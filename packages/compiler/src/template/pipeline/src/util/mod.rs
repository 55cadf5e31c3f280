//! Pipeline Utilities

pub mod elements;
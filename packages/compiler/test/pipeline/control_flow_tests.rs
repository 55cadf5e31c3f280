/**
 * Control Flow Argument Tests
 *
 * The exact arguments of the instructions generated for `@if`, `@for`, `@defer` and pipes:
 * slots, view function names, decls and vars counts, const indices and variable offsets.
 */

#[path = "util.rs"]
mod util;

#[cfg(test)]
mod tests {
    use super::util::*;
    use template_pipeline::expression_parser::AST;
    use template_pipeline::output::output_ast::{self as o, FunctionExpr};
    use template_pipeline::render3::r3_ast as t;
    use template_pipeline::render3::Identifiers;
    use template_pipeline::template::pipeline::src::DeferMetadata;
    use template_pipeline::{compile_component_template, CompiledTemplate, PipelineConfig};

    fn compile(nodes: Vec<t::R3Node>) -> CompiledTemplate {
        init_logging();
        compile_component_template("Cmp", &nodes, PipelineConfig::default(), DeferMetadata::None).unwrap()
    }

    fn root_fn(compiled: &CompiledTemplate) -> &FunctionExpr {
        compiled.function.as_ref().expect("a template function")
    }

    fn branch(condition: Option<&str>, children: Vec<t::R3Node>) -> t::IfBlockBranch {
        t::IfBlockBranch {
            expression: condition.map(AST::read),
            children,
            expression_alias: None,
            block: t::BlockNode::new(span()),
            i18n: None,
        }
    }

    fn num(value: usize) -> o::Expression {
        o::literal(value)
    }

    fn ctx(name: &str) -> o::Expression {
        o::variable("ctx").prop(name)
    }

    #[test]
    fn if_else_branches_chain_into_one_statement() {
        let compiled = compile(vec![t::R3Node::IfBlock(t::IfBlock {
            branches: vec![
                branch(Some("a"), vec![node(element("span", vec![]))]),
                branch(None, vec![node(element("p", vec![]))]),
            ],
            block: t::BlockNode::new(span()),
        })]);

        let template_fn = root_fn(&compiled);
        let create = guarded(template_fn, 1.0).unwrap();
        assert_eq!(create.len(), 1);
        let branches = calls_to(create, "ɵɵconditionalCreate");
        assert_eq!(branches.len(), 2);
        assert_args(
            branches[0],
            &[num(0), o::variable("Cmp_Conditional_0_Template"), num(1), num(0), o::literal("span")],
        );
        assert_args(
            branches[1],
            &[num(1), o::variable("Cmp_Conditional_1_Template"), num(1), num(0), o::literal("p")],
        );

        let update = guarded(template_fn, 2.0).unwrap();
        let conditional = calls_to(update, "ɵɵconditional");
        assert_eq!(conditional.len(), 1);
        assert_args(conditional[0], &[ctx("a").conditional(num(0), Some(num(1)))]);
        assert_eq!((compiled.decls, compiled.vars), (2, 1));
    }

    #[test]
    fn if_without_else_falls_back_to_no_branch() {
        let compiled = compile(vec![t::R3Node::IfBlock(t::IfBlock {
            branches: vec![branch(Some("visible"), vec![text("shown")])],
            block: t::BlockNode::new(span()),
        })]);

        let template_fn = root_fn(&compiled);
        let create = calls_to(guarded(template_fn, 1.0).unwrap(), "ɵɵconditionalCreate");
        // A text root has no tag, so the trailing arguments are dropped.
        assert_args(create[0], &[num(0), o::variable("Cmp_Conditional_0_Template"), num(1), num(0)]);
        let update = calls_to(guarded(template_fn, 2.0).unwrap(), "ɵɵconditional");
        assert_args(update[0], &[ctx("visible").conditional(num(0), Some(o::literal(-1.0)))]);
    }

    #[test]
    fn for_with_empty_passes_both_views_and_a_pooled_track_fn() {
        let compiled = compile(vec![t::R3Node::ForLoopBlock(t::ForLoopBlock {
            item: t::Variable::new("item", "$implicit", span()),
            expression: AST::read("items"),
            track_by: AST::read("item").prop("id"),
            context_variables: vec![],
            children: vec![interpolated_read("item")],
            empty: Some(Box::new(t::ForLoopBlockEmpty {
                children: vec![node(element("p", vec![]))],
                block: t::BlockNode::new(span()),
                i18n: None,
            })),
            block: t::BlockNode::new(span()),
            main_block_span: span(),
            i18n: None,
        })]);

        let template_fn = root_fn(&compiled);
        let create = calls_to(guarded(template_fn, 1.0).unwrap(), "ɵɵrepeaterCreate");
        assert_eq!(create.len(), 1);
        assert_args(
            create[0],
            &[
                num(0),
                o::variable("Cmp_For_1_Template"),
                num(1),
                num(1),
                o::null_expr(),
                o::null_expr(),
                o::variable("_forTrack0"),
                o::literal(false),
                o::variable("Cmp_ForEmpty_2_Template"),
                num(1),
                num(0),
                o::literal("p"),
            ],
        );
        let update = calls_to(guarded(template_fn, 2.0).unwrap(), "ɵɵrepeater");
        assert_args(update[0], &[ctx("items")]);
        // The repeater's own slot, its view and its empty view; the empty view is toggled
        // through one binding slot.
        assert_eq!((compiled.decls, compiled.vars), (3, 1));
    }

    #[test]
    fn for_tracking_by_index_uses_the_runtime_helper() {
        let compiled = compile(vec![t::R3Node::ForLoopBlock(t::ForLoopBlock {
            item: t::Variable::new("item", "$implicit", span()),
            expression: AST::read("items"),
            track_by: AST::read("$index"),
            context_variables: vec![t::Variable::new("$index", "$index", span())],
            children: vec![node(element("li", vec![]))],
            empty: None,
            block: t::BlockNode::new(span()),
            main_block_span: span(),
            i18n: None,
        })]);

        let create = calls_to(guarded(root_fn(&compiled), 1.0).unwrap(), "ɵɵrepeaterCreate");
        assert_args(
            create[0],
            &[
                num(0),
                o::variable("Cmp_For_1_Template"),
                num(1),
                num(0),
                o::literal("li"),
                o::null_expr(),
                o::import_ref(Identifiers::repeater_track_by_index()),
            ],
        );
        assert_eq!((compiled.decls, compiled.vars), (2, 0));
    }

    #[test]
    fn defer_passes_secondary_slots_and_the_placeholder_config_index() {
        let mut deferred = t::DeferredBlock::new(vec![node(element("span", vec![]))], span());
        deferred.placeholder = Some(Box::new(t::DeferredBlockPlaceholder {
            children: vec![node(element("p", vec![]))],
            minimum_time: Some(500),
            block: t::BlockNode::new(span()),
            i18n: None,
        }));
        let compiled = compile(vec![t::R3Node::DeferredBlock(deferred)]);

        assert_eq!(compiled.consts.len(), 1);
        assert!(compiled.consts[0].is_equivalent(&o::literal_arr(vec![num(500)])));

        let create = guarded(root_fn(&compiled), 1.0).unwrap();
        assert_eq!(
            instruction_names(create),
            vec!["ɵɵdomTemplate", "ɵɵdomTemplate", "ɵɵdefer", "ɵɵdeferOnIdle"]
        );
        let templates = calls_to(create, "ɵɵdomTemplate");
        assert_args(templates[0], &[num(0), o::variable("Cmp_Defer_0_Template"), num(1), num(0)]);
        assert_args(templates[1], &[num(1), o::variable("Cmp_DeferPlaceholder_1_Template"), num(1), num(0)]);

        let defer = calls_to(create, "ɵɵdefer");
        assert_args(
            defer[0],
            &[
                num(2),
                num(0),
                o::null_expr(),
                o::null_expr(),
                num(1),
                o::null_expr(),
                o::null_expr(),
                num(0),
                o::import_ref(Identifiers::defer_enable_timer_scheduling()),
            ],
        );
        assert!(calls_to(create, "ɵɵdeferOnIdle")[0].is_empty());
        // Two template slots, then the defer block's two.
        assert_eq!(compiled.decls, 4);
    }

    #[test]
    fn pipe_bindings_follow_their_element_and_offset_past_binding_slots() {
        let piped = |receiver: &str, pipe: &str, args: Vec<AST>| {
            let mut div = element("div", vec![]);
            div.inputs.push(bound("title", t::BindingType::Property, AST::read(receiver).pipe(pipe, args)));
            node(div)
        };
        let compiled = compile(vec![
            piped("a", "upper", vec![]),
            piped("b", "fmt", vec![AST::read("c")]),
        ]);

        let template_fn = root_fn(&compiled);
        let create = guarded(template_fn, 1.0).unwrap();
        assert_eq!(
            instruction_names(create),
            vec!["ɵɵelementStart", "ɵɵpipe", "ɵɵelementEnd", "ɵɵelementStart", "ɵɵpipe", "ɵɵelementEnd"]
        );
        let pipes = calls_to(create, "ɵɵpipe");
        assert_args(pipes[0], &[num(1), o::literal("upper")]);
        assert_args(pipes[1], &[num(3), o::literal("fmt")]);

        let update = guarded(template_fn, 2.0).unwrap();
        assert_eq!(instruction_names(update), vec!["ɵɵproperty", "ɵɵadvance", "ɵɵproperty"]);
        let properties = calls_to(update, "ɵɵproperty");
        // Both property bindings claim their slots before either pipe does.
        let bind1 = o::import_ref(Identifiers::pipe_bind_n(1)).call_fn(vec![num(1), num(2), ctx("a")], None);
        let bind2 =
            o::import_ref(Identifiers::pipe_bind_n(2)).call_fn(vec![num(3), num(4), ctx("b"), ctx("c")], None);
        assert_args(properties[0], &[o::literal("title"), bind1]);
        assert_args(properties[1], &[o::literal("title"), bind2]);
        assert_args(calls_to(update, "ɵɵadvance")[0], &[num(2)]);
        assert_eq!((compiled.decls, compiled.vars), (4, 7));
    }
}
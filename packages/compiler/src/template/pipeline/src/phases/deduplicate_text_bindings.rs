//! Deduplicate Text Bindings Phase
//!
//! An element may repeat a static attribute, e.g. `<div class="a" class="b">`. Most repeats
//! are listed in the consts in order, but a repeated `class` or `style` keeps only its last
//! value in compatibility mode.

use indexmap::{IndexMap, IndexSet};

use crate::error::Result;
use crate::template::pipeline::ir::{CompatibilityMode, UpdateOp, XrefId};
use crate::template::pipeline::src::compilation::CompilationJob;

pub fn deduplicate_text_bindings(job: &mut CompilationJob) -> Result<()> {
    if job.compatibility != CompatibilityMode::TemplateDefinitionBuilder {
        return Ok(());
    }
    for unit in job.units_mut() {
        let mut seen: IndexMap<XrefId, IndexSet<String>> = IndexMap::new();
        let mut shadowed = Vec::new();
        for id in unit.update.ids().into_iter().rev() {
            let Some(UpdateOp::Binding(binding)) = unit.update.get(id) else { continue };
            if !binding.is_text_attribute {
                continue;
            }
            let first_seen = seen.entry(binding.target).or_default().insert(binding.name.clone());
            if !first_seen && (binding.name == "class" || binding.name == "style") {
                shadowed.push(id);
            }
        }
        for id in shadowed {
            unit.update.remove(id)?;
        }
    }
    Ok(())
}

#[cfg(test)]
mod tests {
    use super::*;
    use crate::config::PipelineConfig;
    use crate::constant_pool::ConstantPool;
    use crate::core::SecurityContext;
    use crate::output::output_ast as o;
    use crate::parse_util::{ParseSourceFile, ParseSourceSpan};
    use crate::template::pipeline::ir::{create_binding_op, BindingExpression, BindingKind};
    use std::sync::Arc;

    fn span() -> ParseSourceSpan {
        let file = Arc::new(ParseSourceFile::new("<div class=\"a\" class=\"b\"></div>", "test.html"));
        ParseSourceSpan::from_offsets(&file, 5, 14)
    }

    fn text_attribute(target: XrefId, name: &str, value: &str) -> UpdateOp {
        create_binding_op(
            target,
            BindingKind::Attribute,
            name,
            BindingExpression::Expression(o::literal(value)),
            None,
            SecurityContext::NONE,
            true,
            false,
            None,
            span(),
        )
    }

    fn job_with(config: PipelineConfig, ops: impl FnOnce(XrefId, XrefId) -> Vec<UpdateOp>) -> CompilationJob {
        let mut job = CompilationJob::component("Cmp", ConstantPool::new(), config);
        let (first, second) = (job.allocate_xref_id(), job.allocate_xref_id());
        let ops = ops(first, second);
        job.root_unit_mut().update.push_all(ops);
        job
    }

    fn values(job: &CompilationJob) -> Vec<(String, String)> {
        job.root_unit()
            .update
            .iter()
            .filter_map(|op| match op {
                UpdateOp::Binding(binding) => match &binding.expression {
                    BindingExpression::Expression(o::Expression::Literal(lit)) => {
                        Some((binding.name.clone(), format!("{:?}", lit.value)))
                    }
                    _ => None,
                },
                _ => None,
            })
            .collect()
    }

    #[test]
    fn last_class_and_style_win_per_element() {
        let mut job = job_with(PipelineConfig::default(), |div, other| {
            vec![
                text_attribute(div, "class", "a"),
                text_attribute(div, "title", "x"),
                text_attribute(div, "class", "b"),
                text_attribute(div, "title", "y"),
                text_attribute(div, "style", "color: red"),
                text_attribute(div, "style", "color: blue"),
                text_attribute(other, "class", "c"),
            ]
        });

        deduplicate_text_bindings(&mut job).unwrap();

        let names: Vec<String> = values(&job).into_iter().map(|(name, _)| name).collect();
        assert_eq!(names, vec!["title", "class", "title", "style", "class"]);
        let kept = values(&job);
        assert!(kept[1].1.contains('b'));
        assert!(kept[3].1.contains("blue"));
    }

    #[test]
    fn full_compatibility_keeps_every_repeat() {
        let config = PipelineConfig {
            compatibility_mode: CompatibilityMode::Full,
            ..PipelineConfig::default()
        };
        let mut job = job_with(config, |div, _| vec![text_attribute(div, "class", "a"), text_attribute(div, "class", "b")]);

        deduplicate_text_bindings(&mut job).unwrap();

        assert_eq!(values(&job).len(), 2);
    }
}
//! Render3 Module
//!
//! The template AST handed to the pipeline, deferred-trigger validation and the runtime
//! instruction identifiers.

pub mod r3_ast;
pub mod r3_deferred_triggers;
pub mod r3_identifiers;

pub use r3_identifiers::Identifiers;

» **WHAT YOU WILL DO**:
Read the entries and select each line where the word "nodes" is found.

» **ANSWER AREA**:
    fn compile(nodes: Vec<t::R3Node>) -> CompiledTemplate {
        compile_component_template("Cmp", &nodes, PipelineConfig::default(), DeferMetadata::None).unwrap()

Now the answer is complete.